"La guerre est le père de toutes choses, de toutes le roi" (traduction Conche).

Il faut pour apprécier correctement l'extraordinaire énergie de la phrase grecque, la lire et la faire résonner en grec : "polemos panton mèn pater esti, panton de basileus".

Les allitérations en début de mots (polemos, panton, pater) font résonner le rythme, renforcé par la scansion des temps forts : une métrique digne des grands hymnes pindarique.

Ecrivant, Héraclite est poète. On l'a dit "obscur": il ne développe jamais, il donne à entendre, parole oraculaire, verbe inspiré. Poésie sombre, et non obscure, poésie tragique.

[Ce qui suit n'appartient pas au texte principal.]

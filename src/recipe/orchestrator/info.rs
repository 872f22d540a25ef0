// src/recipe/orchestrator/info.rs

//! Consumer-facing linkage metadata

use crate::recipe::format::PackageDescriptor;
use serde::{Deserialize, Serialize};

/// What downstream builds need to link against the package
#[derive(Debug, Clone, PartialEq, Eq, Serialize, Deserialize)]
pub struct ConsumerInfo {
    /// Library link names
    pub libs: Vec<String>,
    /// Include directories, relative to the package folder
    pub includedirs: Vec<String>,
    /// Library directories, relative to the package folder
    pub libdirs: Vec<String>,
}

impl ConsumerInfo {
    /// Describe a package: one library named exactly after the package
    pub fn describe(descriptor: &PackageDescriptor) -> Self {
        Self {
            libs: vec![descriptor.name.clone()],
            includedirs: vec!["include".to_string()],
            libdirs: vec!["lib".to_string()],
        }
    }

    /// Render a pkg-config file placed at `<package>/lib/pkgconfig/`
    pub fn pkg_config(&self, descriptor: &PackageDescriptor) -> String {
        let mut out = String::new();
        out.push_str("prefix=${pcfiledir}/../..\n");
        for (i, dir) in self.libdirs.iter().enumerate() {
            out.push_str(&format!("libdir{}=${{prefix}}/{}\n", suffix(i), dir));
        }
        for (i, dir) in self.includedirs.iter().enumerate() {
            out.push_str(&format!("includedir{}=${{prefix}}/{}\n", suffix(i), dir));
        }
        out.push('\n');

        out.push_str(&format!("Name: {}\n", descriptor.name));
        out.push_str(&format!(
            "Description: {}\n",
            descriptor.description.as_deref().unwrap_or(&descriptor.name)
        ));
        out.push_str(&format!("Version: {}\n", descriptor.version));

        let mut libs: Vec<String> = (0..self.libdirs.len())
            .map(|i| format!("-L${{libdir{}}}", suffix(i)))
            .collect();
        libs.extend(self.libs.iter().map(|l| format!("-l{}", l)));
        out.push_str(&format!("Libs: {}\n", libs.join(" ")));

        let cflags: Vec<String> = (0..self.includedirs.len())
            .map(|i| format!("-I${{includedir{}}}", suffix(i)))
            .collect();
        out.push_str(&format!("Cflags: {}\n", cflags.join(" ")));
        out
    }
}

fn suffix(i: usize) -> String {
    if i == 0 { String::new() } else { i.to_string() }
}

Polemos - la guerre, le conflit - est dit "le père", celui qui engendre les oppositions, la contrariété des contraires, celui qui désunit et désassemble, qui introduit la séparation entre les éléments, qui dissocie, distribue, initie la pluralité infinie des choses, la multiplicité chatoyante du réel.

Mais cette pluralité n'est pas un chaos : les contraires sont dans un rapport de distance réglée, constituant une secrète unité, comme sont l'unité du jour et de la nuit, du besoin et de la satisfaction : rythme encore et toujours - rythmos c'est d'abord une figure, une forme, avant de désigner une cadence dans le mouvement. Mais il est essentiel de distinguer d'abord le jour de la nuit si l'on veut quitter "l'antique chaos" qui noie toutes choses dans une indistinction fatale. Héraclite n'est pas possédé par la nostalgie de l'origine, il se tient hardi et fier sur le socle de la différenciation, considérant les choses dans leur écoulement, dans le cours éternel d'un mouvement intarissable. Le fleuve coule, et ne cesse de couler, comme toutes les choses de ce monde.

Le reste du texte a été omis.